START DATASET EXCERPTS
use serde::{Deserialize, Serialize};

/// Error envelope returned by the analysis service (`{"detail": "..."}`)
#[derive(Debug, Clone, Default, Serialize, Deserialize)]
pub struct ApiErrorBody {
    #[serde(default)]
    pub detail: Option<String>,
}

impl ApiErrorBody {
    /// Parses a raw error body; anything that is not the envelope yields an empty one
    pub fn from_text(text: &str) -> Self {
        serde_json::from_str(text).unwrap_or_default()
    }

    pub fn message_or(&self, fallback: &str) -> String {
        match self.detail.as_deref().map(str::trim) {
            Some(detail) if !detail.is_empty() => detail.to_string(),
            _ => fallback.to_string(),
        }
    }
}

#[cfg(test)]
mod tests {
    use super::*;

    #[test]
    fn test_detail_wins_over_fallback() {
        let body = ApiErrorBody::from_text(r#"{"detail": "Unsupported file type"}"#);
        assert_eq!(body.message_or("Analysis failed."), "Unsupported file type");
    }

    #[test]
    fn test_blank_or_missing_detail_uses_fallback() {
        assert_eq!(
            ApiErrorBody::from_text(r#"{"detail": "  "}"#).message_or("fallback"),
            "fallback"
        );
        assert_eq!(ApiErrorBody::from_text("{}").message_or("fallback"), "fallback");
        assert_eq!(
            ApiErrorBody::from_text("<html>502 Bad Gateway</html>").message_or("fallback"),
            "fallback"
        );
    }
}
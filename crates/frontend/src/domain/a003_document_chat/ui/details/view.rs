//! Document chat - View Component

use contracts::domain::a003_document_chat::aggregate::{ChatMessage, ChatRole};
use leptos::prelude::*;
use thaw::*;

use super::view_model::ChatVm;
use crate::shared::icons::icon;

#[component]
fn MessageBubble(message: ChatMessage) -> impl IntoView {
    let side = match message.role {
        ChatRole::User => "chat-message chat-message--user",
        ChatRole::Model | ChatRole::Loading => "chat-message chat-message--model",
    };

    view! {
        <div class=side>
            <div class="chat-message__bubble">
                {if message.is_loading() {
                    view! {
                        <div class="chat-message__dots" aria-label="Waiting for reply">
                            <span></span>
                            <span></span>
                            <span></span>
                        </div>
                    }
                    .into_any()
                } else {
                    view! { <p class="chat-message__text">{message.content}</p> }.into_any()
                }}
            </div>
        </div>
    }
}

/// Floating "What if?" chat about the analysed document
#[component]
pub fn ChatPanel(vm: ChatVm) -> impl IntoView {
    let messages_container_ref = NodeRef::<leptos::html::Div>::new();
    let awaiting = Signal::derive(move || vm.is_awaiting_reply());

    // Keep the newest message in view
    Effect::new(move |_| {
        vm.workflow.with(|wf| wf.transcript.len());
        if !vm.is_open.get() {
            return;
        }
        if let Some(container) = messages_container_ref.get() {
            request_animation_frame(move || {
                container.set_scroll_top(container.scroll_height());
            });
        }
    });

    view! {
        <Show when=move || vm.is_open.get()>
            <div class="chat-backdrop" on:click=move |_| vm.is_open.set(false)></div>
            <div class="chat-panel">
                <div class="chat-panel__header">
                    <h3>"Ask \"What If?\""</h3>
                    <button
                        type="button"
                        class="chat-panel__close"
                        title="Close chat"
                        on:click=move |_| vm.is_open.set(false)
                    >
                        {icon("close")}
                    </button>
                </div>

                <div node_ref=messages_container_ref class="chat-panel__messages">
                    <Show when=move || vm.workflow.with(|wf| wf.transcript.is_empty())>
                        <div class="chat-panel__empty">
                            <p>"Ask questions about your document like:"</p>
                            <p class="chat-panel__example">"\"What are the penalties for late payment?\""</p>
                        </div>
                    </Show>
                    <For
                        each=move || vm.workflow.with(|wf| wf.transcript.messages().to_vec())
                        key=|msg| (msg.id, msg.role)
                        let:msg
                    >
                        <MessageBubble message=msg />
                    </For>
                </div>

                <div class="chat-panel__input">
                    <Input
                        value=vm.new_message
                        placeholder="e.g., What if I pay late?"
                        disabled=awaiting
                        on:keydown=move |ev: web_sys::KeyboardEvent| {
                            if ev.key() == "Enter" {
                                ev.prevent_default();
                                vm.send();
                            }
                        }
                    />
                    <Button
                        appearance=ButtonAppearance::Primary
                        disabled=awaiting
                        on_click=move |_| vm.send()
                    >
                        {icon("send")}
                    </Button>
                </div>
            </div>
        </Show>

        <Show when=move || !vm.is_open.get()>
            <button
                type="button"
                class="chat-fab"
                aria-label="Open Chat"
                on:click=move |_| vm.is_open.set(true)
            >
                {icon("chat")}
            </button>
        </Show>
    }
}
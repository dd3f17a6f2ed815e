//! Document chat - Model (API functions)

use contracts::domain::a003_document_chat::aggregate::{ChatReply, ChatRequest};
use gloo_net::http::Request;

use crate::shared::api_utils::{api_url, read_json, ApiError};

pub const CHAT_FALLBACK: &str = "Chat API failed.";

/// Ask a question about the analysed document
pub async fn send_chat(request: &ChatRequest) -> Result<String, ApiError> {
    let response = Request::post(&api_url("/api/chat"))
        .json(request)?
        .send()
        .await?;

    let reply: ChatReply = read_json(response, CHAT_FALLBACK).await?;
    Ok(reply.reply)
}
END DATASET EXCERPTS
▶ _WORK TO COMPLETE_:
Reproduce all lines from the records above that include the word "impl".

▶ _TASK RESULT_:
impl ApiErrorBody {
fn MessageBubble(message: ChatMessage) -> impl IntoView {
pub fn ChatPanel(vm: ChatVm) -> impl IntoView {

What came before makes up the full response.